Venezia, Teatro Malibran, Stagione Sinfonica 2015-2016
Orchestra del Teatro La Fenice
Direttore Jeffrey Tate
Anton Bruckner: Sinfonia n. 5 in si bemolle maggiore WAB 105
Venezia, 23 aprile 2016
Il maestro Jeffrey Tate – cui è stato conferito, venerdì 22 aprile presso le Sale Apollinee del Teatro La Fenice, il premio Una vita nella musica 2016 – ha diretto la Quinta sinfonia di Bruckner, continuando la rassegna – da lui stesso aperta con la Sinfonia n. 2 – che prevede l’esecuzione, nel corso della corrente stagione concertistica del teatro veneziano, dell’intera produzione sinfonica del compositore di Ansfelden. La sinfonia in programma si segnala, tra le altre dello stesso autore, per la diffusa presenza del contrappunto, la sistematica interconnessione tra i temi, la rigorosa coerenza strutturale che le conferisce un carattere “severo”, l’introduzione lenta con cui si apre – in cui si succedono le cellule tematiche costitutive dell’intera partitura – derivante dai modelli sinfonici del classicismo viennese.

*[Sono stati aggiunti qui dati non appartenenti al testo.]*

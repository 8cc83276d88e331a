use chrono::NaiveDate;

use crate::domain::book::Book;
use crate::domain::errors::RejectReason;
use crate::domain::member::Member;
use crate::domain::value_objects::{BookId, MemberId};

use super::ServiceDependencies;
use super::errors::{Result, ServiceError};

/// 書籍検索の条件
#[derive(Debug, Clone, Default)]
pub struct BookSearch {
    /// タイトルの部分一致（大文字小文字を区別しない）
    pub title_contains: Option<String>,
    /// true: 空きのみ / false: 貸出中のみ / None: すべて
    pub available_only: Option<bool>,
    /// 指定した会員が借りている書籍のみ
    pub loaned_to: Option<MemberId>,
}

/// 会員の予約の1エントリ（書籍と0始まりの待ち位置）
#[derive(Debug, Clone, PartialEq, Eq)]
pub struct ReservationEntry {
    pub book_id: BookId,
    pub position: usize,
}

/// 会員ごとのサマリ
#[derive(Debug, Clone)]
pub struct MemberSummary {
    pub member: Member,
    pub loans: Vec<Book>,
    pub reservations: Vec<ReservationEntry>,
}

/// 書籍を検索する
///
/// `loaned_to`が最優先、次に`available_only`、最後にタイトルフィルタを適用する。
/// タイトルのみの検索はリポジトリ側の部分一致クエリに委譲する。
pub async fn search_books(deps: &ServiceDependencies, search: BookSearch) -> Result<Vec<Book>> {
    let mut books = if let Some(member_id) = &search.loaned_to {
        deps.book_repo.find_by_loaned_to(member_id).await?
    } else {
        match (search.available_only, &search.title_contains) {
            (Some(true), _) => deps.book_repo.find_by_loaned_to_is_null().await?,
            (Some(false), _) => {
                let mut all = deps.book_repo.find_all().await?;
                all.retain(|b| b.is_loaned());
                all
            }
            (None, Some(fragment)) => {
                return Ok(deps
                    .book_repo
                    .find_by_title_containing_ignore_case(fragment)
                    .await?);
            }
            (None, None) => deps.book_repo.find_all().await?,
        }
    };

    if let Some(fragment) = &search.title_contains {
        let needle = fragment.to_lowercase();
        books.retain(|b| b.title.to_lowercase().contains(&needle));
    }

    Ok(books)
}

/// 延滞中の書籍（返却期限が指定日より前）
pub async fn overdue_books(deps: &ServiceDependencies, today: NaiveDate) -> Result<Vec<Book>> {
    Ok(deps.book_repo.find_by_due_date_before(today).await?)
}

/// 会員のサマリ：貸出中の書籍と、並んでいる予約キューでの位置
pub async fn member_summary(
    deps: &ServiceDependencies,
    member_id: &MemberId,
) -> Result<MemberSummary> {
    let member = deps
        .member_repo
        .find_by_id(member_id)
        .await?
        .ok_or(ServiceError::Rejected(RejectReason::MemberNotFound))?;

    let loans = deps.book_repo.find_by_loaned_to(member_id).await?;

    let reservations = deps
        .book_repo
        .find_by_reservation_queue_containing(member_id)
        .await?
        .into_iter()
        .filter_map(|book| {
            book.queue.position(member_id).map(|position| ReservationEntry {
                book_id: book.id,
                position,
            })
        })
        .collect();

    Ok(MemberSummary {
        member,
        loans,
        reservations,
    })
}

pub async fn find_book(deps: &ServiceDependencies, book_id: &BookId) -> Result<Option<Book>> {
    Ok(deps.book_repo.find_by_id(book_id).await?)
}

pub async fn all_books(deps: &ServiceDependencies) -> Result<Vec<Book>> {
    Ok(deps.book_repo.find_all().await?)
}

pub async fn all_members(deps: &ServiceDependencies) -> Result<Vec<Member>> {
    Ok(deps.member_repo.find_all().await?)
}
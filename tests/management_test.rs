use chrono::Duration;
use rusty_lending::application::book_management::{create_book, delete_book, update_book};
use rusty_lending::application::member_management::{create_member, delete_member, update_member};
use rusty_lending::application::query_service::{
    BookSearch, ReservationEntry, member_summary, overdue_books, search_books,
};
use rusty_lending::domain::book::{ActiveLoan, LoanState};
use rusty_lending::domain::errors::RejectReason;
use rusty_lending::domain::value_objects::{BookId, MemberId};

mod common;
use common::*;

// ============================================================================
// 書籍管理のテスト
// ============================================================================

#[tokio::test]
async fn test_create_book_and_duplicate() {
    let deps = setup_deps();

    create_book(&deps, BookId::new("b1"), "Refactoring")
        .await
        .unwrap();

    let book = fetch_book(&deps, "b1").await;
    assert_eq!(book.title, "Refactoring");
    assert!(book.loan.is_free());
    assert!(book.queue.is_empty());

    let err = create_book(&deps, BookId::new("b1"), "Another title")
        .await
        .unwrap_err();
    assert_eq!(err.reject_reason(), Some(RejectReason::BookAlreadyExists));
}

#[tokio::test]
async fn test_create_book_requires_id_and_title() {
    let deps = setup_deps();

    let err = create_book(&deps, BookId::new("  "), "Title")
        .await
        .unwrap_err();
    assert_eq!(err.reject_reason(), Some(RejectReason::InvalidRequest));

    let err = create_book(&deps, BookId::new("b1"), "   ")
        .await
        .unwrap_err();
    assert_eq!(err.reject_reason(), Some(RejectReason::InvalidRequest));
}

#[tokio::test]
async fn test_update_book() {
    let deps = setup_deps();
    seed_book(&deps, "b1").await;

    update_book(&deps, &BookId::new("b1"), "New title")
        .await
        .unwrap();
    assert_eq!(fetch_book(&deps, "b1").await.title, "New title");

    // 存在確認が必須フィールド確認より先
    let err = update_book(&deps, &BookId::new("nope"), "  ")
        .await
        .unwrap_err();
    assert_eq!(err.reject_reason(), Some(RejectReason::BookNotFound));

    let err = update_book(&deps, &BookId::new("b1"), "  ")
        .await
        .unwrap_err();
    assert_eq!(err.reject_reason(), Some(RejectReason::InvalidRequest));
}

#[tokio::test]
async fn test_delete_book_blocked_by_loan_then_reservation() {
    let deps = setup_deps();

    let err = delete_book(&deps, &BookId::new("nope")).await.unwrap_err();
    assert_eq!(err.reject_reason(), Some(RejectReason::BookNotFound));

    // 貸出中かつ予約ありの場合はBOOK_LOANEDが勝つ
    seed_book_with_state(
        &deps,
        "b1",
        LoanState::Loaned(ActiveLoan::start(MemberId::new("m1"), today())),
        &["m2"],
    )
    .await;
    let err = delete_book(&deps, &BookId::new("b1")).await.unwrap_err();
    assert_eq!(err.reject_reason(), Some(RejectReason::BookLoaned));

    // 空きだが予約が残っている場合はBOOK_RESERVED
    seed_book_with_state(&deps, "b2", LoanState::Free, &["m2"]).await;
    let err = delete_book(&deps, &BookId::new("b2")).await.unwrap_err();
    assert_eq!(err.reject_reason(), Some(RejectReason::BookReserved));

    // 空きで予約なしなら削除できる
    seed_book(&deps, "b3").await;
    delete_book(&deps, &BookId::new("b3")).await.unwrap();
    assert!(
        deps.book_repo
            .find_by_id(&BookId::new("b3"))
            .await
            .unwrap()
            .is_none()
    );
}

// ============================================================================
// 会員管理のテスト
// ============================================================================

#[tokio::test]
async fn test_create_and_update_member() {
    let deps = setup_deps();

    create_member(&deps, MemberId::new("m1"), "Alice")
        .await
        .unwrap();

    let err = create_member(&deps, MemberId::new("m1"), "Bob")
        .await
        .unwrap_err();
    assert_eq!(err.reject_reason(), Some(RejectReason::MemberAlreadyExists));

    let err = create_member(&deps, MemberId::new("m2"), "  ")
        .await
        .unwrap_err();
    assert_eq!(err.reject_reason(), Some(RejectReason::InvalidRequest));

    update_member(&deps, &MemberId::new("m1"), "Alice Smith")
        .await
        .unwrap();
    let member = deps
        .member_repo
        .find_by_id(&MemberId::new("m1"))
        .await
        .unwrap()
        .unwrap();
    assert_eq!(member.name, "Alice Smith");

    let err = update_member(&deps, &MemberId::new("ghost"), "Name")
        .await
        .unwrap_err();
    assert_eq!(err.reject_reason(), Some(RejectReason::MemberNotFound));
}

#[tokio::test]
async fn test_delete_member_blocked_while_loans_exist() {
    let deps = setup_deps();
    seed_member(&deps, "m1").await;
    seed_loans_for_member(&deps, "m1", 1).await;

    let err = delete_member(&deps, &MemberId::new("m1")).await.unwrap_err();
    assert_eq!(err.reject_reason(), Some(RejectReason::MemberHasLoans));

    // 会員は残っている
    assert!(
        deps.member_repo
            .exists_by_id(&MemberId::new("m1"))
            .await
            .unwrap()
    );
}

#[tokio::test]
async fn test_delete_member_purges_reservation_queues() {
    let deps = setup_deps();
    seed_member(&deps, "m1").await;
    seed_member(&deps, "m3").await;

    // m1はb1とb2のキューに並んでいる
    seed_book_with_state(&deps, "b1", LoanState::Free, &["m1", "m3"]).await;
    seed_book_with_state(&deps, "b2", LoanState::Free, &["m1"]).await;

    delete_member(&deps, &MemberId::new("m1")).await.unwrap();

    // m1だけが取り除かれ、他の並び順は保たれる
    assert_eq!(
        fetch_book(&deps, "b1").await.queue.as_slice(),
        &[MemberId::new("m3")]
    );
    assert!(fetch_book(&deps, "b2").await.queue.is_empty());
    assert!(
        !deps
            .member_repo
            .exists_by_id(&MemberId::new("m1"))
            .await
            .unwrap()
    );
    assert_invariants(&deps).await;
}

#[tokio::test]
async fn test_delete_member_not_found() {
    let deps = setup_deps();
    let err = delete_member(&deps, &MemberId::new("ghost"))
        .await
        .unwrap_err();
    assert_eq!(err.reject_reason(), Some(RejectReason::MemberNotFound));
}

// ============================================================================
// クエリサービスのテスト
// ============================================================================

#[tokio::test]
async fn test_search_books_filters() {
    let deps = setup_deps();
    seed_book_with_state(
        &deps,
        "b1",
        LoanState::Loaned(ActiveLoan::start(MemberId::new("m1"), today())),
        &[],
    )
    .await;
    seed_book(&deps, "b2").await;
    deps.book_repo
        .save(rusty_lending::domain::book::Book::new(
            BookId::new("b3"),
            "Domain-Driven Design",
        ))
        .await
        .unwrap();

    // フィルタなしは全件
    let all = search_books(&deps, BookSearch::default()).await.unwrap();
    assert_eq!(all.len(), 3);

    // 空きのみ
    let free = search_books(
        &deps,
        BookSearch {
            available_only: Some(true),
            ..Default::default()
        },
    )
    .await
    .unwrap();
    assert_eq!(
        free.iter().map(|b| b.id.as_str()).collect::<Vec<_>>(),
        vec!["b2", "b3"]
    );

    // 貸出中のみ
    let loaned = search_books(
        &deps,
        BookSearch {
            available_only: Some(false),
            ..Default::default()
        },
    )
    .await
    .unwrap();
    assert_eq!(loaned.len(), 1);
    assert_eq!(loaned[0].id, BookId::new("b1"));

    // 会員指定が最優先
    let by_member = search_books(
        &deps,
        BookSearch {
            loaned_to: Some(MemberId::new("m1")),
            available_only: Some(true),
            ..Default::default()
        },
    )
    .await
    .unwrap();
    assert_eq!(by_member.len(), 1);
    assert_eq!(by_member[0].id, BookId::new("b1"));

    // タイトル部分一致（大文字小文字を区別しない）
    let by_title = search_books(
        &deps,
        BookSearch {
            title_contains: Some("domain-driven".to_string()),
            ..Default::default()
        },
    )
    .await
    .unwrap();
    assert_eq!(by_title.len(), 1);
    assert_eq!(by_title[0].id, BookId::new("b3"));
}

#[tokio::test]
async fn test_overdue_books_strictly_before_today() {
    let deps = setup_deps();
    // 期限が昨日 → 延滞
    seed_book_with_state(
        &deps,
        "late",
        LoanState::Loaned(ActiveLoan {
            borrower: MemberId::new("m1"),
            due_date: today() - Duration::days(1),
            first_due_date: today() - Duration::days(1),
        }),
        &[],
    )
    .await;
    // 期限が今日ちょうど → まだ延滞ではない
    seed_book_with_state(
        &deps,
        "due-today",
        LoanState::Loaned(ActiveLoan {
            borrower: MemberId::new("m2"),
            due_date: today(),
            first_due_date: today(),
        }),
        &[],
    )
    .await;
    seed_book(&deps, "free").await;

    let overdue = overdue_books(&deps, today()).await.unwrap();
    assert_eq!(overdue.len(), 1);
    assert_eq!(overdue[0].id, BookId::new("late"));
}

#[tokio::test]
async fn test_member_summary() {
    let deps = setup_deps();
    seed_member(&deps, "m1").await;
    seed_member(&deps, "m2").await;
    seed_loans_for_member(&deps, "m1", 2).await;
    seed_book_with_state(&deps, "b1", LoanState::Free, &["m2", "m1"]).await;

    let summary = member_summary(&deps, &MemberId::new("m1")).await.unwrap();
    assert_eq!(summary.member.id, MemberId::new("m1"));
    assert_eq!(summary.loans.len(), 2);
    assert_eq!(
        summary.reservations,
        vec![ReservationEntry {
            book_id: BookId::new("b1"),
            position: 1,
        }]
    );

    let err = member_summary(&deps, &MemberId::new("ghost"))
        .await
        .unwrap_err();
    assert_eq!(err.reject_reason(), Some(RejectReason::MemberNotFound));
}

La lettura di Tate è apparsa particolarmente analitica, finalizzata a mettere in luce la più piccola sfumatura come le possenti strutture portanti di questo lavoro, che ha la grandiosità e, insieme, l’austero gusto decorativo di una cattedrale gotica. Di fronte a un tale monumento sonoro un direttore – come peraltro è prassi alquanto diffusa oggi – può decidere di alleggerire, snellire l’esecuzione laddove rischia di apparire prolissa all’ascoltatore, magari attraverso una scelta di tempi improntata a una fondamentale stringatezza. Si tratta di un’impostazione generalmente gradita agli esecutori come al pubblico, in ogni caso più che legittima, che permette, tra l’altro, di individuare con relativa facilità le strutture formali della composizione nel loro insieme, privilegiando la sintesi rispetto all’analisi. Decisamente diverso è apparso l’atteggiamento di Jeffrey Tate, che – da grande direttore qual è – ha avuto il coraggio di proporre una lettura davvero esauriente ed approfondita, la quale – come si è detto – ha permesso di cogliere le macrostrutture di questa partitura come il lavoro di cesello con cui si forma ogni particolare, innanzi tutto a livello timbrico, facendo veramente sentire ogni singola “voce”, pur in un’orchestra tanto monumentale. Certo l’impegno richiesto, in primis agli esecutori, è stato notevole, ma ancora di più lo è stato il risultato raggiunto.
Ci si sente fragili creature di fronte alla straordinaria forza creativa ed espressiva, che si sprigiona da questa sinfonia; e fragile appariva anche il maestro Tate, che con il suo gesto essenziale doveva guidare una così nutrita compagine di musicisti attraverso un’opera di tanto austera e variegata bellezza; eppure non c’è stato un solo momento in cui il direttore non abbia tenuto saldamente in pugno l’esecuzione. Egli ha imposto dei tempi adeguati alla sua volontà di scandagliare nel profondo il pensiero bruckneriano, quindi spesso anche dilatati; ciononostante la sua lettura non è risultata mai monotona, né estenuante, semmai di estrema, struggente espressività. L’orchestra, dal canto suo, lo ha seguito in totale comunanza d’intenti, come soggiogata dal sottile carisma del maestro di Salisbury, senza mai far trapelare le indubbie difficoltà esecutive che doveva affrontare. Ne è risultata un’esperienza indimenticabile: un lungo “Itinerarium mentis in Deum”, che ha avuto momenti contrastanti – di mestizia e di gioia, di sommessa contemplazione e di mistica esaltazione – ad indagare il mistero di quel “Dio che atterra e suscita, che affanna e che consola”, fino all’apoteosi finale, quando l’inno innalzato alla gloria dell’Altissimo – che “per l’universo penetra, e risplende” –, è risuonato in tutto il suo estatico fervore così come lo aveva concepito l’anima candida del devoto Anton Bruckner, che qui raggiunge forse l’apice del suo indiscusso magistero contrappuntistico.